Em Yamoussoukro fui ao mercado, visitar a profusão de barracas e de panos, com o chofer da universidade, que era meu guia. Ao descer do carro, eu o vi. Era muito alto, magro, de uma cor avermelhada na pele que só vi depois entre os bororos do Mato Grosso. Mas os bororos estavam bêbados, caindo pelas esquinas. Ele não. Estava ereto em sua pele de cor inusitada, tinha um olhar soberano que dominava a feira e me fixou de imediato. Envolto em véus azuis, de um azul de anil, ele me lembrava de algo entre mares e poemas. O azul se refletia na pele, oferecendo cores cambiantes conforme a posição face ao sol. Os sapatos pontudos, tradicionais na região, eram brancos, imaculados. Da cintura pendia uma longa cimitarra, envolta na bainha de uma cor escura que não consegui definir, tanto a figura me siderava.

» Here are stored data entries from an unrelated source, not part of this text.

#[test]
fn shard_sampling_is_deterministic() {
    let sorted: Vec<WorkerId> = ["q1", "q2", "q3", "q4", "q5"]
        .into_iter()
        .map(WorkerId::from)
        .collect();
    let seed = shuffle_shard_seed("alpha", "");

    let mut scratch = Vec::new();
    let first = sample_worker_subset(seed, 3, &sorted, &mut scratch);
    let second = sample_worker_subset(seed, 3, &sorted, &mut Vec::new());
    assert_eq!(first, second);
    assert_eq!(first.len(), 3);
    assert!(first.iter().all(|id| sorted.contains(id)));

    assert_eq!(seed, shuffle_shard_seed("alpha", ""));
    assert_ne!(seed, shuffle_shard_seed("beta", ""));
}

#[test]
fn shards_agree_across_brokers_regardless_of_connection_order() {
    let t = tenant("alpha");

    let first = broker(10, Duration::ZERO);
    for id in ["q1", "q2", "q3", "q4"] {
        first.add_worker_connection(&worker(id));
    }
    first.enqueue_back(&t, 1, 2).expect("enqueue");

    let second = broker(10, Duration::ZERO);
    for id in ["q4", "q2", "q1", "q3"] {
        second.add_worker_connection(&worker(id));
    }
    second.enqueue_back(&t, 1, 2).expect("enqueue");

    let shard_of = |b: &Broker<u64>| {
        b.with_state(|_, assignments| assignments.shard(&t).cloned())
            .expect("tenant should be sharded")
    };
    assert_eq!(shard_of(&first), shard_of(&second));
    first.assert_invariants();
    second.assert_invariants();
}

#[test]
fn disjoint_shards_isolate_tenants() {
    let broker = broker(10, Duration::ZERO);
    let sorted: Vec<WorkerId> = ["q1", "q2", "q3"].into_iter().map(WorkerId::from).collect();
    for id in &sorted {
        broker.add_worker_connection(id);
    }

    let tenant_a = tenant_sharded_to(&sorted[0], &sorted);
    let tenant_b = tenant_sharded_to(&sorted[1], &sorted);
    assert_ne!(tenant_a, tenant_b);

    broker.enqueue_back(&tenant_a, 10, 1).expect("enqueue a");
    broker.enqueue_back(&tenant_b, 20, 1).expect("enqueue b");

    // q3 is in neither shard and must come up empty.
    assert!(matches!(
        dequeue(&broker, -1, &sorted[2]),
        DequeueResult::Empty {
            last_tenant_index: -1
        }
    ));

    let (a, from_a, _) = expect_request(dequeue(&broker, -1, &sorted[0]));
    assert_eq!((a, from_a), (10, tenant_a));
    let (b, from_b, _) = expect_request(dequeue(&broker, -1, &sorted[1]));
    assert_eq!((b, from_b), (20, tenant_b));
    broker.assert_invariants();
}

#[test]
fn max_workers_change_recomputes_single_shard() {
    let broker = broker(10, Duration::ZERO);
    let t = tenant("alpha");
    for id in ["q1", "q2", "q3", "q4"] {
        broker.add_worker_connection(&worker(id));
    }

    broker.enqueue_back(&t, 1, 0).expect("enqueue");
    assert!(
        broker
            .with_state(|_, assignments| assignments.shard(&t).is_none()),
        "max_workers 0 means unrestricted"
    );

    broker.enqueue_back(&t, 2, 2).expect("enqueue");
    let shard = broker
        .with_state(|_, assignments| assignments.shard(&t).cloned())
        .expect("shard computed after cap change");
    assert_eq!(shard.len(), 2);

    // A cap at or above the roster size lifts the restriction again.
    broker.enqueue_back(&t, 3, 10).expect("enqueue");
    assert!(broker.with_state(|_, assignments| assignments.shard(&t).is_none()));
    broker.assert_invariants();
}

#[test]
fn worker_churn_keeps_shards_on_roster() {
    let broker = broker(10, Duration::ZERO);
    let t = tenant("alpha");
    for id in ["q1", "q2", "q3"] {
        broker.add_worker_connection(&worker(id));
    }
    broker.enqueue_back(&t, 1, 2).expect("enqueue");
    broker.assert_invariants();

    broker.add_worker_connection(&worker("q4"));
    broker.assert_invariants();

    broker.remove_worker_connection(&worker("q4"), Instant::now());
    broker.assert_invariants();

    broker.remove_worker_connection(&worker("q1"), Instant::now());
    broker.assert_invariants();
}

#[test]
fn unknown_worker_cannot_dequeue() {
    let broker = broker(10, Duration::ZERO);
    broker
        .enqueue_back(&tenant("alpha"), 1, 0)
        .expect("enqueue");

    let result = broker.dequeue_for_worker(-1, &worker("ghost"));
    assert_eq!(result.unwrap_err(), WorkerShuttingDown);
}

#[test]
fn forget_delay_holds_worker_until_threshold() {
    let forget_delay = Duration::from_secs(30);
    let broker = broker(10, forget_delay);
    let q1 = worker("q1");
    let base = Instant::now();

    broker.add_worker_connection(&q1);
    broker.remove_worker_connection(&q1, base);
    broker.with_state(|_, assignments| {
        let conn = assignments.workers.get(&q1).expect("worker still parked");
        assert_eq!(conn.connections, 0);
        assert!(conn.disconnected_at.is_some());
        assert!(!conn.shutting_down);
    });

    // Still inside the grace window: the worker keeps its roster slot.
    assert_eq!(
        broker.forget_disconnected_workers(base + Duration::from_secs(10)),
        0
    );
    assert_eq!(broker.stats().workers, 1);

    assert_eq!(
        broker.forget_disconnected_workers(base + Duration::from_secs(31)),
        1
    );
    assert_eq!(broker.stats().workers, 0);
    assert_eq!(broker.stats().forgotten_workers, 1);
    broker.assert_invariants();
}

Ouvi minha voz perguntar ao chofer:

“É um tuaregue?” - “C’est un touareg? Un bédouin?”

A resposta me fixou, e me devolveu aos tempos de antanho:

“Oui”, me disse o guia, “c’est un nomade du désert. Il vient du Haut Niger”. “Sim, é um nômade do deserto. Ele vem do Alto Níger”.

Acho que o guia também os cruzava, que nem eu. Era meu Beau Geste, meu beduíno, meu tuaregue, que vinha retomar as bandeiras caídas de todos os sonhos e esperanças. Fiquei olhando, bestificado. Foi então que ele fixou os olhos nos meus, e levou a mão ao punho da cimitarra. Fez menção de vir para mim. Lembrei-me do conto de Borges, “El sur”, em que um personagem de Buenos Aires vai para além de seus limites urbanos em busca da vida dos antigos “gaúchos”. Termina envolto num duelo por nada, por um olhar, por ter fixado os olhos em alguém na hora errada ou certa. Se não viveu como um gaúcho, vai morrer como um, e sai para a noite estrelada, disposto a cumprir o seu destino Eu não estava numa noite estrelada. Estava em pleno dia, num mercado perto do Golfo da Guiné, encarando um beduíno, ou tuaregue, envolto em véus azuis, que caminhava para mim com a mão no punho da cimitarra.

“Infringi uma lei do Islã”, pensei. “Ou um costume do deserto”. “Mas mesmo que tenha de morrer defronte este beduíno, ou tuaregue, não me vou. O povo dirá que eu disse: fico.” Ele chegou bem perto, olhos nos olhos. Tirou a cimitarra da bainha, ergueu-a, e mostrou-ma, com as duas mãos. Disse: “Quer comprar?” - “Voulez-vous l’acheter?” Em algum lugar de meu peito ouvi o estalo de um cristal. “É a globalização”, confesso que pensei.

Flávio Aguiar é jornalista e escritor, é professor aposentado de literatura brasileira na USP.